A new understanding of the mechanism of action of insulin sensitizing drugs provides insight into treating metabolic disease

It has been known for some time that there is a connection between diabetes and other diseases that increase with age, including important neurodegenerative diseases such as Alzheimer’s and Parkinson’s disease. Interestingly, all of these diseases are associated with what is called “insulin resistance”, or the reduced response of the body’s tissues to the hormone insulin. Moreover, an anti-diabetic compound, pioglitazone, which is a thiazolidinedione (TZD) “insulin sensitizer” that allows insulin to work more effectively on cells, has significantly positive effects in a number of diseases in addition to diabetes. We recently summarized studies that suggest that a new understanding of how the TZDs work provides an important clue as to why these connections exists, and how we can take advantage of this information to produce new therapeutic agents.

Fig. 1.

Fig. 1.

TZD insulin sensitizers were discovered over 30 years ago and their mechanism of action has never been completely understood. Over the years, researchers found that the TZDs were able to activate a particular set of genes in fat. The first generation compounds, such as rosiglitazone and pioglitazone, could directly bind to, and activate a key transcription factor in the nucleus of fat cells. The direct activation was a key component of the ability to switch on these genes. Unfortunately, the direct activation of these genes through this interaction also gave rise to important side effects, including retention of water and increased weight gain, all of which limited the use of these drugs. In spite of considerable research by pharmaceutical companies, no one was able to successfully develop new agents with this mechanism. The new understanding explains why the pharmacology the TZDs is broader than could be explained by just the PPARg network of genes and, most importantly, how the issue of the side effects can be addressed.

We have recently found that the TZDs bind directly to a protein complex in the inner membrane of the mitochondria, the small organelles in each cell that carry out oxidative metabolism. Importantly, this complex in the mitochondria contains recently identified proteins that comprise a route through which pyruvate, an intermediate at the crossroads of metabolism, enters the mitochondria. The effect of the TZDs is to modify the entry of pyruvate at this site and this adjustment affects the metabolism of other nutrients. These modifications, in turn, result in signals that coordinate changes in cell function to match the perceived availability of nutrients. This includes regulation of the expression of gene networks specific for that cell. Thus, fitting with all available data, over-nutrition predisposes to insulin resistance and favors progression of the diseases associated with insulin resistance. Insulin sensitizers are able to counter this metabolic dysfunction.
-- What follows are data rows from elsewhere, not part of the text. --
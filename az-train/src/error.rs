use thiserror::Error;

/// Every reported error is treated as a bug to surface, not retried — see
/// the error handling design's "no retries" stance.
#[derive(Error, Debug)]
pub enum TrainerError {
    #[error("protocol violation from worker {worker}: {detail}")]
    Protocol { worker: usize, detail: String },

    #[error("game capability violation in worker {worker}: {source}")]
    GameCapability {
        worker: usize,
        #[source]
        source: az_core::GameError,
    },

    #[error("evaluator failure: {0}")]
    Evaluator(#[from] az_net::NetError),

    #[error("worker {0} did not exit within the shutdown timeout")]
    WorkerShutdownTimeout(usize),
}
//! Deadline-bound deferreds backed by a disarmable one-shot timer thread.

use std::sync::mpsc::{channel, RecvTimeoutError};
use std::thread;
use std::time::Duration;

use crate::deferred::Deferred;
use crate::Rejection;

/// Creates a deferred that rejects itself with [`Rejection::Timeout`] once
/// `interval` has elapsed, unless it settles first.
///
/// The timer is a thread parked on a channel. Settling the deferred by any
/// means disarms it, so no rejection can fire after the deferred is disposed
/// of. Calling [`cancel`](Deferred::cancel) disarms the timer through the
/// pre-wired canceller and rejects with [`Rejection::Cancel`] instead.
pub fn timeout<T, E>(interval: Duration) -> Deferred<T, E>
where
    T: Send + Sync + 'static,
    E: Send + Sync + 'static,
{
    let deferred = Deferred::new();

    let (disarm, armed) = channel::<()>();
    let pending = deferred.clone();
    thread::spawn(move || {
        // Any message (or a settled deferred dropping its senders) wakes the
        // timer early and skips the rejection.
        if let Err(RecvTimeoutError::Timeout) = armed.recv_timeout(interval) {
            pending.reject_with(Rejection::Timeout(interval));
        }
    });

    let on_settle = disarm.clone();
    deferred.always(move |_| {
        let _ = on_settle.send(());
    });
    deferred.canceller(move || {
        let _ = disarm.send(());
    });
    deferred
}

#[cfg(test)]
mod tests {
    use super::*;

    #[test]
    fn rejects_with_timeout_once_the_interval_passes() {
        let d: Deferred<i32, String> = timeout(Duration::from_millis(30));
        assert!(d.is_unresolved());
        thread::sleep(Duration::from_millis(120));
        assert!(matches!(
            &*d.outcome().unwrap(),
            Err(Rejection::Timeout(interval)) if *interval == Duration::from_millis(30)
        ));
    }

    #[test]
    fn settling_first_disarms_the_timer() {
        let d: Deferred<i32, String> = timeout(Duration::from_millis(30));
        d.resolve(7);
        thread::sleep(Duration::from_millis(120));
        assert!(matches!(&*d.outcome().unwrap(), Ok(7)));
    }

    #[test]
    fn cancelling_disarms_the_timer() {
        let d: Deferred<i32, String> = timeout(Duration::from_millis(30));
        d.cancel();
        assert!(matches!(&*d.outcome().unwrap(), Err(Rejection::Cancel)));
        thread::sleep(Duration::from_millis(120));
        assert!(matches!(&*d.outcome().unwrap(), Err(Rejection::Cancel)));
    }
}
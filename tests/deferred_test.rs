#[cfg(test)]
mod tests {
    use deferred::{timeout, when, Chain, Deferred, Rejection};
    use futures::executor::block_on;
    use std::sync::{Arc, Mutex};
    use std::thread;
    use std::time::Duration;

    type Log = Arc<Mutex<Vec<&'static str>>>;

    fn log() -> Log {
        Arc::new(Mutex::new(Vec::new()))
    }

    fn push(events: &Log, entry: &'static str) {
        events.lock().unwrap().push(entry);
    }

    #[test]
    fn fluent_registration_then_resolve() {
        let events = log();
        let d: Deferred<String, String> = Deferred::new();
        let (first, second, after) = (events.clone(), events.clone(), events.clone());
        d.then(move |value| {
            assert_eq!(value, "success");
            push(&first, "first");
        })
        .then(move |value| {
            assert_eq!(value, "success");
            push(&second, "second");
        })
        .fail(|_| panic!("must not reject"))
        .always(move |_| push(&after, "always"))
        .resolve("success".into());
        assert_eq!(*events.lock().unwrap(), ["first", "second", "always"]);
    }

    #[test]
    fn next_chains_map_values_across_types() {
        let events = log();
        let d: Deferred<String, String> = Deferred::new();
        let seen = events.clone();
        let length = d.next(move |value| {
            push(&seen, "first");
            Chain::Value(value.len())
        });
        let described = length.next(|n| Chain::Value(format!("len={n}")));
        let seen = events.clone();
        described.then(move |value| {
            assert_eq!(value, "len=5");
            push(&seen, "done");
        });
        d.resolve("start".into());
        assert_eq!(*events.lock().unwrap(), ["first", "done"]);
    }

    #[test]
    fn next_passes_rejections_through() {
        let d: Deferred<i32, String> = Deferred::new();
        let mapped: Deferred<i32, String> = d.next(|_| unreachable!("must not resolve"));
        d.reject("broken".into());
        assert!(matches!(
            &*mapped.outcome().unwrap(),
            Err(Rejection::Exception(e)) if e == "broken"
        ));
    }

    #[test]
    fn mirror_follows_the_source_exactly() {
        let d: Deferred<i32, String> = Deferred::new();
        let twin = d.mirror();
        d.resolve(3);
        assert!(matches!(&*twin.outcome().unwrap(), Ok(3)));

        let r: Deferred<i32, String> = Deferred::new();
        let twin = r.mirror();
        r.reject("nope".into());
        assert!(matches!(
            &*twin.outcome().unwrap(),
            Err(Rejection::Exception(e)) if e == "nope"
        ));
    }

    #[test]
    fn pipe_flattens_an_inner_deferred_settling_later() {
        let d: Deferred<String, String> = Deferred::new();
        let inner: Deferred<i32, String> = Deferred::new();
        let stage = inner.clone();
        let piped = d.next(move |value| {
            assert_eq!(value, "start");
            Chain::Deferred(stage)
        });
        let described = piped.next(|n| Chain::Value(format!("got {n}")));
        d.resolve("start".into());
        // The chain tail stays open until the inner deferred settles.
        assert!(piped.is_unresolved());
        assert!(described.is_unresolved());
        inner.resolve(12345);
        assert!(matches!(&*described.outcome().unwrap(), Ok(v) if v == "got 12345"));
    }

    #[test]
    fn pipe_reject_transform_can_replace_the_failure() {
        let d: Deferred<i32, String> = Deferred::new();
        let step: Deferred<i32, String> = d.pipe(
            |_| unreachable!("success path must not run"),
            |rejection| {
                assert!(matches!(rejection, Rejection::Exception(e) if e == "first"));
                Chain::Reject(Rejection::Exception("second".into()))
            },
        );
        d.reject("first".into());
        assert!(matches!(
            &*step.outcome().unwrap(),
            Err(Rejection::Exception(e)) if e == "second"
        ));
    }

    #[test]
    fn rescue_recovers_a_rejection_into_a_value() {
        let d: Deferred<i32, String> = Deferred::rejected("broken".into());
        let recovered = d.rescue(|rejection| {
            assert!(matches!(rejection, Rejection::Exception(e) if e == "broken"));
            Chain::Value(0)
        });
        assert!(matches!(&*recovered.outcome().unwrap(), Ok(0)));
    }

    #[test]
    fn rescue_passes_success_through_untouched() {
        let d: Deferred<i32, String> = Deferred::new();
        let guarded = d.rescue(|_| unreachable!("failure path must not run"));
        d.resolve(8);
        assert!(matches!(&*guarded.outcome().unwrap(), Ok(8)));
    }

    #[test]
    fn cancelling_the_tail_cancels_the_whole_chain() {
        let events = log();
        let head: Deferred<String, String> = Deferred::new();
        let hook = events.clone();
        head.canceller(move || push(&hook, "head hook"));
        let middle = head.mirror();
        let tail = middle.mirror();
        let failed = events.clone();
        tail.fail(move |rejection| {
            assert!(rejection.is_cancel());
            push(&failed, "tail fail");
        });
        tail.cancel();
        assert_eq!(*events.lock().unwrap(), ["head hook", "tail fail"]);
        assert!(head.is_rejected());
        assert!(middle.is_rejected());
        assert!(tail.is_rejected());
    }

    #[test]
    fn cancelling_downstream_cancels_the_inner_stage() {
        let events = log();
        let inner: Deferred<String, String> = Deferred::new();
        let hook = events.clone();
        inner.canceller(move || push(&hook, "inner hook"));
        let failed = events.clone();
        inner.fail(move |rejection| {
            assert!(rejection.is_cancel());
            push(&failed, "inner fail");
        });
        let stage = inner.clone();
        let chained = Deferred::<String, String>::resolved("start".into())
            .next(move |_| Chain::Deferred(stage));
        // The upstream already settled, so cancellation targets the inner stage.
        chained.cancel();
        assert_eq!(*events.lock().unwrap(), ["inner hook", "inner fail"]);
        assert!(matches!(&*chained.outcome().unwrap(), Err(Rejection::Cancel)));
    }

    #[test]
    fn cancelling_an_aggregate_fans_out_to_its_sources() {
        let events = log();
        let d1: Deferred<i32, String> = Deferred::new();
        let d2: Deferred<i32, String> = Deferred::new();
        let hook = events.clone();
        d1.canceller(move || push(&hook, "d1 hook"));
        let hook = events.clone();
        d2.canceller(move || push(&hook, "d2 hook"));
        let aggregate = when(vec![d1.clone(), d2.clone()]);
        let failed = events.clone();
        aggregate.fail(move |rejection| {
            assert!(rejection.is_cancel());
            push(&failed, "aggregate fail");
        });
        aggregate.cancel();
        // The first cancelled source rejects the aggregate before the second
        // source's hook runs.
        assert_eq!(
            *events.lock().unwrap(),
            ["d1 hook", "aggregate fail", "d2 hook"]
        );
    }

    #[test]
    fn when_settles_positionally_regardless_of_completion_order() {
        let a: Deferred<i32, String> = Deferred::new();
        let b: Deferred<i32, String> = Deferred::new();
        let c: Deferred<i32, String> = Deferred::new();
        let aggregate = when(vec![a.clone(), b.clone(), c.clone()]);
        let settled = thread::spawn(move || {
            b.resolve(2);
            c.resolve(3);
            a.resolve(1);
        });
        settled.join().expect("producer thread panicked");
        assert!(matches!(
            &*aggregate.outcome().unwrap(),
            Ok(values) if *values == vec![1, 2, 3]
        ));
    }

    #[test]
    fn timeout_rejects_at_the_deadline_and_not_before() {
        let d: Deferred<i32, String> = timeout(Duration::from_millis(300));
        assert!(d.is_unresolved());
        thread::sleep(Duration::from_millis(900));
        assert!(matches!(
            &*d.outcome().unwrap(),
            Err(Rejection::Timeout(interval)) if *interval == Duration::from_millis(300)
        ));
    }

    #[test]
    fn awaiting_a_timeout_observes_the_rejection() {
        let d: Deferred<i32, String> = timeout(Duration::from_millis(20));
        let outcome = block_on(d.waiter());
        assert!(matches!(&*outcome, Err(Rejection::Timeout(_))));
    }

    #[test]
    fn waiter_resolved_from_another_thread() {
        let d: Deferred<String, String> = Deferred::new();
        let waiter = d.waiter();
        let held = d.clone();
        let producer = thread::spawn(move || {
            thread::sleep(Duration::from_millis(20));
            held.resolve("over there".into());
        });
        let outcome = block_on(waiter);
        producer.join().expect("producer thread panicked");
        assert!(matches!(&*outcome, Ok(value) if value == "over there"));
        assert!(d.is_resolved());
    }
}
As can be seen in Figure 1, the gene networks that are regulated by these metabolic pathways include those that are also controlled by the transcription factor PPARg. The original TZDs were able to directly bind to and activate this regulatory protein, thereby driving the unwanted side effects of these, otherwise, effective drugs.   New molecules which have been designed to retain the mitochondrial activity, and have a reduced ability to bind to PPARg, have been shown to work in clinical trials with less side effects. Of this new class of TZDs, known as mTOT (for mitochondrial target of TZDs) modulators, one compound is entering clinical trials for fatty liver disease and another is in trials for Alzheimer’s disease.

This new understanding of these metabolic connections may aid in the treatment of some our more costly diseases.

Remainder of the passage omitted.